Extrait de Journal Intime


La Bête du Gévaudan n’est plus. Vaincue, non scellée mais annihilée. Il n’en reste qu'une carcasse décapitée, et le silence. Un silence si dense qu’il m’a paru d’abord assourdissant. Dans les rues de l’Œil du Loup, la foule s’est pressée, hurlant de joie, de triomphe, d’orgueil. On a promené la tête morte comme une relique, on a tressé des lauriers aux héros. Je n’ai pas pris part à la parade. À peine entrée dans la cité je me suis éclipsée. Fuyant les acclamations comme on fuit une contagion. J’avais l’impression d’étouffer sous tant de bruit, d’exaltation guerrière. J’ai marché longtemps, seule, et j’ai pleuré. Non pas de joie. De lassitude, peut-être. De ce sentiment amer que toute victoire n’est qu’un prélude à une nouvelle chute.

Et j’avais raison. À peine la brume dissipée que la folie des hommes reprend son empire. Les vicomtes voisins du Gévaudan s’entre-déchirent pour des terres, des titres, des rancunes dont j’ignore les racines. L’odeur du sang appelle toujours le sang. La bête n’était pas le mal. Elle n’en était que le miroir.

Je suis lasse. Si lasse. Lasse de la guerre sous toutes ses formes. Qu’elle soit d’écailles ou de cuirasses. Et pourtant c’est une autre angoisse, plus vive encore, qui me tenaille : Artorias. Le jeune écuyer, revenu à peine de l’enfer, bientôt envoyé au front aux côtés de son seigneur. Mais cette fois, il n’affrontera pas l’innommable : il devra tuer des hommes. Des semblables. Des fils, des frères, des amants. Je l’imagine... son regard encore clair, son âme encore droite, plongé dans cette fange, forcé de trancher, de survivre, de se salir.

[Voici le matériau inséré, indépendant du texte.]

//! # Component Storage
//!
//! Sparse per-kind storage keyed by entity id.
//!
//! - One store per component kind, created on first reference
//! - Records are mutated in place through `get_mut`
//! - Iteration is ordered by entity id, which is creation order

use std::any::Any;
use std::collections::BTreeMap;

use tracing::trace;

use super::component::Component;
use super::entity::{EntityId, EntityRegistry};

/// Type-erased view of a store, so the world can purge a destroyed entity
/// from every kind without knowing the concrete types.
pub(crate) trait ErasedStore {
    /// Removes the entity's record, returning true if one existed.
    fn remove_entity(&mut self, id: EntityId) -> bool;
    /// Checks whether the entity has a record in this store.
    fn contains(&self, id: EntityId) -> bool;
    /// Number of records.
    fn len(&self) -> usize;
    fn as_any(&self) -> &dyn Any;
    fn as_any_mut(&mut self) -> &mut dyn Any;
}

/// Storage for a single component kind.
///
/// # Type Parameters
///
/// * `C` - The component type to store
pub struct ComponentStore<C: Component> {
    records: BTreeMap<EntityId, C>,
}

impl<C: Component> ComponentStore<C> {
    /// Creates an empty store.
    #[must_use]
    pub fn new() -> Self {
        Self {
            records: BTreeMap::new(),
        }
    }

    /// Gets the record for an entity.
    ///
    /// # Returns
    ///
    /// The record, or `None` if the entity has no component of this kind.
    #[inline]
    #[must_use]
    pub fn get(&self, id: EntityId) -> Option<&C> {
        self.records.get(&id)
    }

    /// Gets a mutable record for an entity.
    #[inline]
    pub fn get_mut(&mut self, id: EntityId) -> Option<&mut C> {
        self.records.get_mut(&id)
    }

    /// Checks whether the entity has a record of this kind.
    #[inline]
    #[must_use]
    pub fn contains(&self, id: EntityId) -> bool {
        self.records.contains_key(&id)
    }

    /// Number of records.
    #[inline]
    #[must_use]
    pub fn len(&self) -> usize {
        self.records.len()
    }

    /// Returns true if the store holds no records.
    #[inline]
    #[must_use]
    pub fn is_empty(&self) -> bool {
        self.records.is_empty()
    }

    /// Iterates all records with their entity ids.
    pub fn iter(&self) -> impl Iterator<Item = (EntityId, &C)> {
        self.records.iter().map(|(id, c)| (*id, c))
    }

    /// Iterates all records mutably.
    pub fn iter_mut(&mut self) -> impl Iterator<Item = (EntityId, &mut C)> {
        self.records.iter_mut().map(|(id, c)| (*id, c))
    }

    /// Stores a record, overwriting any previous one. Liveness is the
    /// caller's responsibility.
    pub(crate) fn insert(&mut self, id: EntityId, component: C) -> &mut C {
        use std::collections::btree_map::Entry;
        match self.records.entry(id) {
            Entry::Occupied(mut slot) => {
                slot.insert(component);
                slot.into_mut()
            }
            Entry::Vacant(slot) => slot.insert(component),
        }
    }

    /// Removes and returns the record for an entity.
    pub(crate) fn remove(&mut self, id: EntityId) -> Option<C> {
        self.records.remove(&id)
    }
}

impl<C: Component> Default for ComponentStore<C> {
    fn default() -> Self {
        Self::new()
    }
}

impl<C: Component> ErasedStore for ComponentStore<C> {
    fn remove_entity(&mut self, id: EntityId) -> bool {
        self.records.remove(&id).is_some()
    }

    fn contains(&self, id: EntityId) -> bool {
        self.records.contains_key(&id)
    }

    fn len(&self) -> usize {
        self.records.len()
    }

    fn as_any(&self) -> &dyn Any {
        self
    }

    fn as_any_mut(&mut self) -> &mut dyn Any {
        self
    }
}

/// Handle returned by [`World::define_component`](super::World::define_component).
///
/// Borrows the kind's store together with the entity registry, so records
/// can only be attached to live entities.
pub struct ComponentHandle<'w, C: Component> {
    pub(crate) store: &'w mut ComponentStore<C>,
    pub(crate) entities: &'w EntityRegistry,
}

impl<'w, C: Component> ComponentHandle<'w, C> {
    /// Attaches (or overwrites) the record for `id`.
    ///
    /// # Returns
    ///
    /// A mutable reference to the stored record, or `None` if `id` is not
    /// live, in which case nothing is stored.
    pub fn add(&mut self, id: EntityId, component: C) -> Option<&mut C> {
        if !self.entities.is_live(id) {
            trace!(entity = %id, kind = C::KIND, "add on non-live entity ignored");
            return None;
        }
        Some(self.store.insert(id, component))
    }

    /// Gets the record for `id`, or `None` when absent.
    #[must_use]
    pub fn get(&self, id: EntityId) -> Option<&C> {
        self.store.get(id)
    }

    /// Gets the mutable record for `id`, or `None` when absent.
    pub fn get_mut(&mut self, id: EntityId) -> Option<&mut C> {
        self.store.get_mut(id)
    }

    /// Checks whether `id` has a record of this kind.
    #[must_use]
    pub fn has(&self, id: EntityId) -> bool {
        self.store.contains(id)
    }

    /// Detaches and returns the record for `id`.
    pub fn remove(&mut self, id: EntityId) -> Option<C> {
        self.store.remove(id)
    }

    /// Number of records of this kind.
    #[must_use]
    pub fn len(&self) -> usize {
        self.store.len()
    }

    /// Returns true if no entity has this kind.
    #[must_use]
    pub fn is_empty(&self) -> bool {
        self.store.is_empty()
    }

    /// Iterates records in entity creation order.
    pub fn iter(&self) -> impl Iterator<Item = (EntityId, &C)> {
        self.store.iter()
    }

    /// The kind name.
    #[must_use]
    pub fn kind(&self) -> &'static str {
        C::KIND
    }
}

Et moi ? Que dois-je faire ? Partir, fuir encore, retrouver Ishgard, mes lettres, mes livres, mes chimères ? Ou rester ici, spectatrice impuissante du naufrage de son innocence ? A quoi sert la paix quand elle n’est qu’une fuite ? Si je m’en vais, ne suis-je pas semblable à ceux qui ferment les yeux quand la guerre se déploie à leurs pieds ? Mais si je reste, que puis-je offrir, sinon ma peur et mes mots, trop fragiles pour protéger quiconque ?

J’ai tant de fois cru comprendre la guerre. L’avoir observée, décrite, condamnée. Mais je n’en saisis que les cendres, jamais la source. Pourquoi l’homme trouve-t-il toujours des raisons de haïr, d’envier, de frapper ? Pourquoi faut-il qu’il tue pour se prouver qu’il existe ?

Combien de temps faut-il pour construire un homme ? Combien de temps faut-il pour le détruire ? Je crois connaître la réponse. Mais je préférerais ne jamais la dire.
Augustine Dudevent Il y a 3 semaines et 4 jours

Extrait de Journal Intime


Je me fous de mes principes. Qu’on inscrive cela en lettres noires sur la première page de mes livres, sur ma tombe, sur ma peau : je me fous de mes principes.

Pendant des heures j’ai tourné ces mots dans ma bouche. Ils avaient un goût de fiel. Pacifiste, non-violente, opposante aux guerres et aux massacres. Toute ma rhétorique s’est effilochée quand j’ai vu Artorias s’éloigner vers la brume des batailles. Et moi ? Moi, je suis restée là. Je suis restée derrière à compter les battements d’un cœur qui défaillait. J'ai préféré noyé ma peur dans des liqueurs vertes et des nuits blanches, à prétendre que la plume vaut la cuirasse. Mensonge. Mensonge. MENSONGE !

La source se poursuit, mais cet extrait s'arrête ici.